25 November 2014.
I sold my first cedar V8 to Phil Ramsden in Western Australia and so now have to build a new IOM to replace it.
I was happy with the construction of my first hull, and used the same building jig. This time I made one wide plank from the gunwhale down to the chine with one wide piece of cedar.
I made a thin plywood pattern off the building jig, and cut out a piece of cedar to this pattern, fitted and glued my mahogany sheer plank with a cedar plank above it, all on my workbench. I was pretty fussy in selecting the cedar, it had to be quarter cut which shows the tight grain lines, and I prefer a lighter rather than a darker cedar. I thought this method was easier than planking this area of the hull with individual planks as the area is flat, and if you pick good looking timber, the end result looks great .
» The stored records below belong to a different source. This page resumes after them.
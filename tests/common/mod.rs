#![allow(dead_code)]

use std::collections::BTreeMap;
use std::fs::File;
use std::io::Write;
use std::path::{Path, PathBuf};
use std::sync::{Arc, Mutex, MutexGuard};
use std::time::Duration;

use coralinedb::dataset::Dataset;
use coralinedb::dialect::DialectKind;
use coralinedb::driver::{
    Close, Connection, CursorResult, Driver, DriverError, Engine, ExecutionSummary, RawConnection,
};
use coralinedb::retry::Sleeper;
use coralinedb::schema::TableSchema;
use coralinedb::{ConnectionConfig, Value};
use tempfile::{TempDir, tempdir};

/// Scratch directory helper that cleans up files automatically on drop.
pub struct TestWorkspace {
    temp_dir: TempDir,
}

impl TestWorkspace {
    pub fn new() -> Self {
        Self {
            temp_dir: tempdir().expect("temp dir"),
        }
    }

    pub fn path(&self) -> &Path {
        self.temp_dir.path()
    }

    /// Writes `contents` into a file under the workspace and returns the path.
    pub fn write(&self, name: &str, contents: &str) -> PathBuf {
        let path = self.temp_dir.path().join(name);
        let mut file = File::create(&path).expect("create temp file");
        file.write_all(contents.as_bytes())
            .expect("write temp file contents");
        path
    }
}

/// Everything the fake driver observed, plus knobs for injecting failures.
#[derive(Default)]
pub struct FakeState {
    pub engine_urls: Vec<String>,
    pub disposed: usize,
    pub opened: usize,
    pub closed: usize,
    pub commits: usize,
    /// Number of upcoming connection attempts that fail.
    pub connect_failures: usize,
    pub fail_dispose: bool,
    pub statements: Vec<String>,
    /// Bind parameters passed to `execute` and `call`, in call order.
    pub bound_params: Vec<Vec<Value>>,
    pub databases: BTreeMap<String, BTreeMap<String, Dataset>>,
    pub procedure_result: CursorResult,
}

impl FakeState {
    pub fn table(&self, database: &str, table: &str) -> Option<&Dataset> {
        self.databases.get(database).and_then(|tables| tables.get(table))
    }
}

pub struct FakeDriver {
    dialect: DialectKind,
    state: Arc<Mutex<FakeState>>,
}

impl FakeDriver {
    pub fn new(dialect: DialectKind) -> Arc<Self> {
        Arc::new(Self {
            dialect,
            state: Arc::new(Mutex::new(FakeState::default())),
        })
    }

    pub fn state(&self) -> MutexGuard<'_, FakeState> {
        self.state.lock().expect("fake state lock")
    }

    pub fn add_table(&self, database: &str, table: &str, dataset: Dataset) {
        self.state()
            .databases
            .entry(database.to_string())
            .or_default()
            .insert(table.to_string(), dataset);
    }

    pub fn add_database(&self, database: &str) {
        self.state().databases.entry(database.to_string()).or_default();
    }
}

impl Driver for FakeDriver {
    fn create_engine(&self, url: &str) -> Result<Arc<dyn Engine>, DriverError> {
        self.state().engine_urls.push(url.to_string());
        let database = url
            .rsplit_once('/')
            .map(|(_, rest)| rest.split('?').next().unwrap_or_default().to_string())
            .unwrap_or_default();
        Ok(Arc::new(FakeEngine {
            dialect: self.dialect,
            database,
            state: self.state.clone(),
        }))
    }
}

struct FakeEngine {
    dialect: DialectKind,
    database: String,
    state: Arc<Mutex<FakeState>>,
}

impl FakeEngine {
    fn try_open(&self) -> Result<(), DriverError> {
        let mut state = self.state.lock().expect("fake state lock");
        if state.connect_failures > 0 {
            state.connect_failures -= 1;
            return Err(DriverError::new("[Errno 101] Network is unreachable"));
        }
        state.opened += 1;
        Ok(())
    }
}

impl Engine for FakeEngine {
    fn connect(&self) -> Result<Box<dyn Connection>, DriverError> {
        self.try_open()?;
        Ok(Box::new(FakeConnection {
            dialect: self.dialect,
            database: self.database.clone(),
            state: self.state.clone(),
        }))
    }

    fn raw_connect(&self) -> Result<Box<dyn RawConnection>, DriverError> {
        self.try_open()?;
        Ok(Box::new(FakeRawConnection {
            state: self.state.clone(),
        }))
    }

    fn dispose(&self) -> Result<(), DriverError> {
        let mut state = self.state.lock().expect("fake state lock");
        state.disposed += 1;
        if state.fail_dispose {
            Err(DriverError::new("engine already disposed"))
        } else {
            Ok(())
        }
    }
}

struct FakeConnection {
    dialect: DialectKind,
    database: String,
    state: Arc<Mutex<FakeState>>,
}

/// Strips one layer of dialect quoting from an identifier.
fn unquote(quoted: &str) -> String {
    let trimmed = quoted.trim();
    let mut chars = trimmed.chars();
    chars.next();
    chars.next_back();
    chars.as_str().to_string()
}

fn between<'a>(sql: &'a str, start: &str, end: &str) -> Option<&'a str> {
    let rest = &sql[sql.find(start)? + start.len()..];
    Some(&rest[..rest.find(end)?])
}

fn single_column(name: &str, values: Vec<String>) -> Dataset {
    Dataset::from_rows(
        vec![name.to_string()],
        values.into_iter().map(|v| vec![Value::String(v)]).collect(),
    )
    .expect("single column dataset")
}

fn cloned_rows(dataset: &Dataset) -> Vec<Vec<Value>> {
    dataset
        .rows()
        .map(|row| row.into_iter().cloned().collect())
        .collect()
}

impl Close for FakeConnection {
    fn close(self: Box<Self>) -> Result<(), DriverError> {
        self.state.lock().expect("fake state lock").closed += 1;
        Ok(())
    }
}

impl Connection for FakeConnection {
    fn has_table(&mut self, table: &str) -> Result<bool, DriverError> {
        let state = self.state.lock().expect("fake state lock");
        Ok(state.table(&self.database, table).is_some())
    }

    fn query(&mut self, sql: &str, _params: &[Value]) -> Result<Dataset, DriverError> {
        let mut state = self.state.lock().expect("fake state lock");
        state.statements.push(sql.to_string());
        if Some(sql) == self.dialect.list_databases_sql() {
            let names = state.databases.keys().cloned().collect();
            return Ok(single_column("Database", names));
        }
        if Some(sql) == self.dialect.list_tables_sql() {
            let names = state
                .databases
                .get(&self.database)
                .map(|tables| tables.keys().cloned().collect())
                .unwrap_or_default();
            return Ok(single_column("Tables", names));
        }
        if let Some(quoted) = between(sql, "SELECT COUNT(*) FROM ", ";") {
            let table = state
                .table(&self.database, &unquote(quoted))
                .ok_or_else(|| DriverError::new("Table doesn't exist"))?;
            return Dataset::from_rows(
                vec!["COUNT(*)".to_string()],
                vec![vec![Value::Integer(table.row_count() as i64)]],
            )
            .map_err(|err| DriverError::new(err.to_string()));
        }
        if let (Some(projection), Some(quoted)) =
            (between(sql, "SELECT ", " FROM "), between(sql, " FROM ", ";"))
        {
            let table = state
                .table(&self.database, &unquote(quoted))
                .ok_or_else(|| DriverError::new("Table doesn't exist"))?;
            if projection == "*" {
                return Ok(table.clone());
            }
            let columns = projection
                .split(", ")
                .map(|quoted| {
                    table
                        .column(&unquote(quoted))
                        .cloned()
                        .ok_or_else(|| DriverError::new(format!("Unknown column {quoted}")))
                })
                .collect::<Result<Vec<_>, _>>()?;
            return Dataset::new(columns).map_err(|err| DriverError::new(err.to_string()));
        }
        Err(DriverError::new(format!(
            "You have an error in your SQL syntax near '{sql}'"
        )))
    }

    fn execute(&mut self, sql: &str, params: &[Value]) -> Result<ExecutionSummary, DriverError> {
        let mut state = self.state.lock().expect("fake state lock");
        state.statements.push(sql.to_string());
        state.bound_params.push(params.to_vec());
        let tables = state.databases.entry(self.database.clone()).or_default();
        if let Some(quoted) = between(sql, "DROP TABLE ", ";") {
            tables
                .remove(&unquote(quoted))
                .ok_or_else(|| DriverError::new("Unknown table"))?;
            return Ok(ExecutionSummary::default());
        }
        if let Some(quoted) = between(sql, "CREATE TABLE ", " (") {
            let name = unquote(quoted);
            if tables.contains_key(&name) {
                return Err(DriverError::new(format!("Table '{name}' already exists")));
            }
            let columns = sql
                .lines()
                .skip(1)
                .filter_map(|line| line.trim().split_once(' '))
                .map(|(quoted, _)| coralinedb::Column::new(unquote(quoted), Vec::new()))
                .collect();
            let empty = Dataset::new(columns).map_err(|err| DriverError::new(err.to_string()))?;
            tables.insert(name, empty);
            return Ok(ExecutionSummary::default());
        }
        if sql.starts_with("UPDATE") || sql.starts_with("DELETE") {
            return Ok(ExecutionSummary {
                rows_affected: 1,
                last_insert_id: None,
            });
        }
        Err(DriverError::new(format!(
            "You have an error in your SQL syntax near '{sql}'"
        )))
    }

    fn insert_rows(
        &mut self,
        table: &str,
        dataset: &Dataset,
        _schema: &TableSchema,
        _chunk_size: Option<usize>,
    ) -> Result<u64, DriverError> {
        let mut state = self.state.lock().expect("fake state lock");
        let tables = state.databases.entry(self.database.clone()).or_default();
        let existing = tables
            .get(table)
            .ok_or_else(|| DriverError::new(format!("Table '{table}' doesn't exist")))?;
        let mut rows = cloned_rows(existing);
        rows.extend(cloned_rows(dataset));
        let merged = Dataset::from_rows(dataset.column_names(), rows)
            .map_err(|err| DriverError::new(err.to_string()))?;
        tables.insert(table.to_string(), merged);
        Ok(dataset.row_count() as u64)
    }
}

struct FakeRawConnection {
    state: Arc<Mutex<FakeState>>,
}

impl Close for FakeRawConnection {
    fn close(self: Box<Self>) -> Result<(), DriverError> {
        self.state.lock().expect("fake state lock").closed += 1;
        Ok(())
    }
}

impl RawConnection for FakeRawConnection {
    fn call(&mut self, sql: &str, params: &[Value]) -> Result<CursorResult, DriverError> {
        let mut state = self.state.lock().expect("fake state lock");
        state.statements.push(sql.to_string());
        state.bound_params.push(params.to_vec());
        Ok(state.procedure_result.clone())
    }

    fn commit(&mut self) -> Result<(), DriverError> {
        self.state.lock().expect("fake state lock").commits += 1;
        Ok(())
    }
}

/// Records requested waits instead of sleeping.
#[derive(Default)]
pub struct RecordingSleeper {
    waits: Mutex<Vec<Duration>>,
}

impl RecordingSleeper {
    pub fn waits(&self) -> Vec<Duration> {
        self.waits.lock().expect("sleeper lock").clone()
    }
}

impl Sleeper for RecordingSleeper {
    fn sleep(&self, duration: Duration) {
        self.waits.lock().expect("sleeper lock").push(duration);
    }
}

pub fn test_config() -> ConnectionConfig {
    ConnectionConfig::new("db.local", "etl", "secret")
}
For the rest of the hull I used 8 mm x 2.7 mm cedar planks tapered towards the bow and stern and glued with WEST epoxy thickened with aerosol (glue powder), I used fast hardener to help speed up the process and as it is summertime here in Nelson and 25+ degrees Celsius each day so the glue was drying in a few hours.
I held the planks down with masking tape and some clamps and pins until the glue dried.
For the centreline plank on the bottom I used a plank of New Zealand macrocarpa, which is harder than the cedar as this plank takes a bit more stress with the keel and rudder post rebated though it .
I ran the planking past the stem and the transom to a “dummy” frame and pin the plank ends to these dummies. I do not put pins through the planking as the holes show up in the finished article.
Once the planking was completed I sanded the hull fair taking care to only sand with the grain, as any scratches from sandpaper across the grain will show up in the varnish finish.
Next step was to fibreglass the outside with 50 gram cloth in WEST resin. I then gave the hull a second coat of resin to ensure a good covering over the glass cloth. At this stage I am more concerned about a strong exterior to the hull rather than trying to save weight.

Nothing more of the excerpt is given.